We have all stumbled across a couch dumped on the side of the road at one point or another. Most of the time, it is ripped to shreds or covered in dirt. But sometimes – only if we are lucky – we come across a sofa worth taking home.
TikTok user @yafavv.mandaa – real name Amanda Joy – is going viral after she found her dream couch on the streets of New York City. The original TikTok, which has amassed over 50 million views in three days, shows the creator as she comes across the sofa, gives it a deep clean and finally brings the couch up to her apartment.
“This is me finding an 8000-dollar couch in the middle of the street”, she begins in a voice-over. “It was pouring raining, and I was walking home, and I saw this couch in the middle of the street and called my dad, begging him to come to pick it up because I couldn’t just leave that couch there.”
It soon becomes clear that Amanda believes the sofa is the “Bubble” couch from Roche Bobois – a French luxury home brand specialising in contemporary interior design.
Amanda and her father cleaned the couch using “soap, water [and] a vacuum”, allowing it to dry before finally bringing it home. And while this all may seem like a pretty normal process, viewers have had a lot to say about it.
TikTok users flooded her comment section, claiming she did not thoroughly clean the sofa. Meanwhile, others have shared their own stories of finding their dream couch on the side of the road – only to be met with disaster.
“I did that once and got a roach infestation,” one user wrote.
“It still looks filthy. That’s a hard NO. Especially in NYC. An 8k couch is on the curb for a reason,” another shared.
To make matters worse, it appears that Amanda’s new sofa may be from somewhere other than Roche Bobois.
Twitter users have jumped in on the “Blue Couch” discourse, pointing out that the material in the video differs from the sofa on the company’s website.
Sharing close-up screenshots of the fabric to compare the couches, Twitter user @ds00za writes, “It’s a knock-off. the fabric isn’t correct.
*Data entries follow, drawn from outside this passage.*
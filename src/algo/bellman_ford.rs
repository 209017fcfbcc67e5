use tracing::debug;

use super::*;

/// Bellman-Ford shortest paths; admits negative edge weights.
///
/// Performs at most `n - 1` rounds relaxing every edge and stops early after a round
/// without improvement. A final scan detects negative cycles reachable from the source.
/// Edges are taken from the edge enumeration of the graph, so parallel edges are relaxed
/// individually and undirected edges in both directions. Consequently, a single negative
/// undirected edge already forms a negative cycle.
#[derive(Debug, Clone, Default)]
pub struct BellmanFord<W = AttributeWeight> {
    weight: W,
}

impl BellmanFord {
    /// Creates a search that reads weights from the `"weight"` attribute (default `1.0`)
    pub fn new() -> Self {
        Self::default()
    }
}

impl<W> BellmanFord<W> {
    /// Replaces the weight strategy
    pub fn set_weight(&mut self, weight: W) {
        self.weight = weight;
    }

    /// Replaces the weight strategy, possibly changing its type
    pub fn weight<W2>(self, weight: W2) -> BellmanFord<W2> {
        BellmanFord { weight }
    }

    /// Computes a cheapest path from `start` to `end`.
    ///
    /// Returns `Ok(None)` if either endpoint is unknown or `end` is unreachable.
    ///
    /// # Errors
    /// [`AlgoError::NegativeCycle`] if a negative cycle is reachable from `start`,
    /// regardless of whether it lies on a path to `end`.
    pub fn find_path<G>(
        &self,
        graph: &G,
        start: &G::NodeId,
        end: &G::NodeId,
    ) -> Result<Option<PathResult<G::NodeId>>>
    where
        G: GraphView,
        W: EdgeWeight<G::NodeId, G::Attrs>,
    {
        let ids = IndexMap::from_graph(graph);
        let (Some(source), Some(target)) = (ids.index_of(start), ids.index_of(end)) else {
            return Ok(None);
        };

        let adj = WeightedAdjacency::from_edges(graph, &ids, |attrs, from, to| {
            self.weight.weight(attrs, from, to)
        });

        let (distances, predecessors) = relax(&adj, source)?;
        if distances[target as usize] == f64::INFINITY {
            return Ok(None);
        }

        Ok(Some(PathResult::new(
            ids.ids_of(walk_back(&predecessors, target)),
            distances[target as usize],
        )))
    }
}

/// Computes distances and predecessor pointers of all nodes reachable from `source`.
/// Unreachable nodes keep distance `INFINITY` and no predecessor.
fn relax(
    adj: &WeightedAdjacency,
    source: Node,
) -> Result<(Vec<f64>, Vec<Option<OptionalNode>>)> {
    let n = adj.len();
    let mut distances = vec![f64::INFINITY; n];
    let mut predecessors: Vec<Option<OptionalNode>> = vec![None; n];
    distances[source as usize] = 0.0;

    let mut rounds = 0;
    while rounds + 1 < n {
        rounds += 1;

        let mut updated = false;
        for WeightedEdge {
            edge: Edge(u, v),
            weight,
        } in adj.edges()
        {
            let dist_u = distances[u as usize];
            if dist_u == f64::INFINITY {
                continue;
            }

            if dist_u + weight < distances[v as usize] {
                distances[v as usize] = dist_u + weight;
                predecessors[v as usize] = OptionalNode::new(u);
                updated = true;
            }
        }

        if !updated {
            break;
        }
    }

    let negative_cycle = adj.edges().any(|WeightedEdge { edge: Edge(u, v), weight }| {
        let dist_u = distances[u as usize];
        dist_u != f64::INFINITY && dist_u + weight < distances[v as usize]
    });

    debug!(rounds, negative_cycle, "bellman-ford relaxation finished");

    if negative_cycle {
        return Err(AlgoError::NegativeCycle);
    }

    Ok((distances, predecessors))
}

#[cfg(test)]
mod tests {
    use super::*;
    use crate::testing::{TestAttrs, TestGraph};

    fn id(s: &str) -> String {
        TestGraph::id(s)
    }

    #[test]
    fn positive_weights() {
        let graph = TestGraph::directed()
            .weighted_edge("A", "B", 4.0)
            .weighted_edge("A", "C", 2.0)
            .weighted_edge("B", "C", 3.0)
            .weighted_edge("B", "D", 2.0)
            .weighted_edge("C", "D", 4.0)
            .weighted_edge("C", "E", 3.0)
            .weighted_edge("D", "E", 1.0);

        let path = BellmanFord::new()
            .find_path(&graph, &id("A"), &id("E"))
            .unwrap()
            .unwrap();
        assert_eq!(path.nodes, ["A", "C", "E"]);
        assert_eq!(path.cost, 5.0);
        assert_eq!(
            Dijkstra::new().find_path(&graph, &id("A"), &id("E")),
            Ok(Some(path))
        );
    }

    #[test]
    fn parallel_edges_and_no_adjacency_queries() {
        let base = TestGraph::directed()
            .weighted_edge("A", "B", 5.0)
            .weighted_edge("A", "B", 1.0);
        let graph = crate::testing::CountingGraph::new(&base);

        let path = BellmanFord::new()
            .find_path(&graph, &id("A"), &id("B"))
            .unwrap()
            .unwrap();
        assert_eq!(path.cost, 1.0);
        assert_eq!(graph.adjacency_queries(), 0);
    }

    #[test]
    fn negative_edge_reconstructs_full_path() {
        let graph = TestGraph::directed()
            .weighted_edge("A", "B", 1.0)
            .weighted_edge("A", "C", 4.0)
            .weighted_edge("B", "C", -3.0)
            .weighted_edge("B", "D", 2.0)
            .weighted_edge("C", "D", 3.0);

        let path = BellmanFord::new()
            .find_path(&graph, &id("A"), &id("D"))
            .unwrap()
            .unwrap();
        assert_eq!(path.nodes, ["A", "B", "C", "D"]);
        assert_eq!(path.cost, 1.0);
    }

    #[test]
    fn negative_cycle() {
        let graph = TestGraph::directed()
            .weighted_edge("A", "B", 1.0)
            .weighted_edge("B", "C", -3.0)
            .weighted_edge("C", "B", 1.0);

        assert_eq!(
            BellmanFord::new().find_path(&graph, &id("A"), &id("C")),
            Err(AlgoError::NegativeCycle)
        );
    }

    #[test]
    fn unreachable_negative_cycle_is_ignored() {
        let graph = TestGraph::directed()
            .weighted_edge("A", "B", 1.0)
            .weighted_edge("C", "D", -3.0)
            .weighted_edge("D", "C", 1.0);

        let path = BellmanFord::new()
            .find_path(&graph, &id("A"), &id("B"))
            .unwrap()
            .unwrap();
        assert_eq!(path.cost, 1.0);
    }

    #[test]
    fn undirected_negative_edge_is_a_cycle() {
        let graph = TestGraph::undirected().weighted_edge("A", "B", -1.0);
        assert_eq!(
            BellmanFord::new().find_path(&graph, &id("A"), &id("B")),
            Err(AlgoError::NegativeCycle)
        );
    }

    #[test]
    fn unreachable_and_unknown() {
        let graph = TestGraph::directed().weighted_edge("A", "B", 1.0).node("C");
        let bf = BellmanFord::new();
        assert_eq!(bf.find_path(&graph, &id("A"), &id("C")), Ok(None));
        assert_eq!(bf.find_path(&graph, &id("A"), &id("X")), Ok(None));
    }

    #[test]
    fn single_node() {
        let graph = TestGraph::undirected().node("A");
        let path = BellmanFord::new()
            .find_path(&graph, &id("A"), &id("A"))
            .unwrap()
            .unwrap();
        assert_eq!(path.nodes, ["A"]);
        assert_eq!(path.cost, 0.0);
    }

    #[test]
    fn custom_weight_and_zero_weights() {
        let graph = TestGraph::directed()
            .attr_edge("A", "B", &[("cost", 5.0), ("weight", 1.0)])
            .attr_edge("A", "C", &[("cost", 2.0), ("weight", 3.0)]);
        let path = BellmanFord::new()
            .weight(|attrs: &TestAttrs, _: &String, _: &String| {
                attrs.get("cost").copied().unwrap_or(1.0)
            })
            .find_path(&graph, &id("A"), &id("C"))
            .unwrap()
            .unwrap();
        assert_eq!(path.cost, 2.0);

        let graph = TestGraph::directed()
            .weighted_edge("A", "B", 0.0)
            .weighted_edge("B", "C", 1.0);
        let path = BellmanFord::new()
            .find_path(&graph, &id("A"), &id("C"))
            .unwrap()
            .unwrap();
        assert_eq!(path.nodes, ["A", "B", "C"]);
        assert_eq!(path.cost, 1.0);
    }
}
It should be that honeycomb/meshy synthetic that they use.” With this post accumulating over 13 million views and 75 thousand likes, Twitter users seem to agree that the sofa is a fake.
Some viewers have even taken the investigation one step further, crawling through the internet to find dupes of the Bubble couch. Users, like @shaTIRED, speculate that the sofa came from AliExpress, as the company sells a couch that resembles Amanda’s for $600.
As expected with any viral moment, Twitter users have wasted no time jumping on the bandwagon and poking fun at the “Blue Couch” phenomenon.
Numerous users have taken to the platform, pretending to be the people who discarded the sofa. These posts have quickly gained traction, accumulating millions of views and tens of thousands of likes.
“heard the craziest story last night at a party. buddy of mine found this $8k couch in an abandoned building, took it home, & found it’s haunted. the ghost of a Victorian child would rise off it every night at 3 am and stare at him, blankly. he threw the couch on a sidewalk last wk,” one user Tweeted.
“Yesterday I had to say goodbye to my $8000 couch because I found 2 million individual bed bugs and three different colonies of bacteria inside of it, and it stinks really bad. I left it on the sidewalk for garbage collection,” Twitter user @SaeedDiCaprio writes.
Amid all the talk, Amanda has taken to TikTok with a much-anticipated “couch update.”
Responding to a comment from a user that reads, “It looks so good, but I’m SO SCARED about it being BED BUG CENTRAL,” the creator explained the cleaning process in detail before showing the sofa’s Roche Bobois tag – hoping to put an end to all AliExpress claims.
“[The sofa] was outside for less than 24 hours. When I saw it, it was pouring raining, the next day, in the morning, I went to go pick it up…” she says. “It was brought back to my dad’s workplace, we cleaned it, and it sat in his workplace for over two weeks… If there were bed bugs, we would have seen it.”
Amanda also shared why she believes the original owners decided to dump the couch.
“I personally think it was thrown out because it has a lot of rips that I have covered with pillows, and it has some stains,” she reflects. “Everyone still says it looks super dirty. It’s not that it is dirty, it doesn’t stink, it doesn’t have an odour, it’s literally clean, it’s just the stains that are on the couch.”
Amanda’s explanation hasn’t exactly convinced viewers, but it’s clear that she is not letting go of the sofa anytime soon.
As for internet users, it seems that they are unwilling to bid farewell to the Blue Couch saga just yet. When it comes to TikTok, users have a knack for criticising fellow creators for their decisions, revelling in the mob mentality that often ensues. That being said, it’s safe to say that many viewers will be waiting patiently for further couch updates.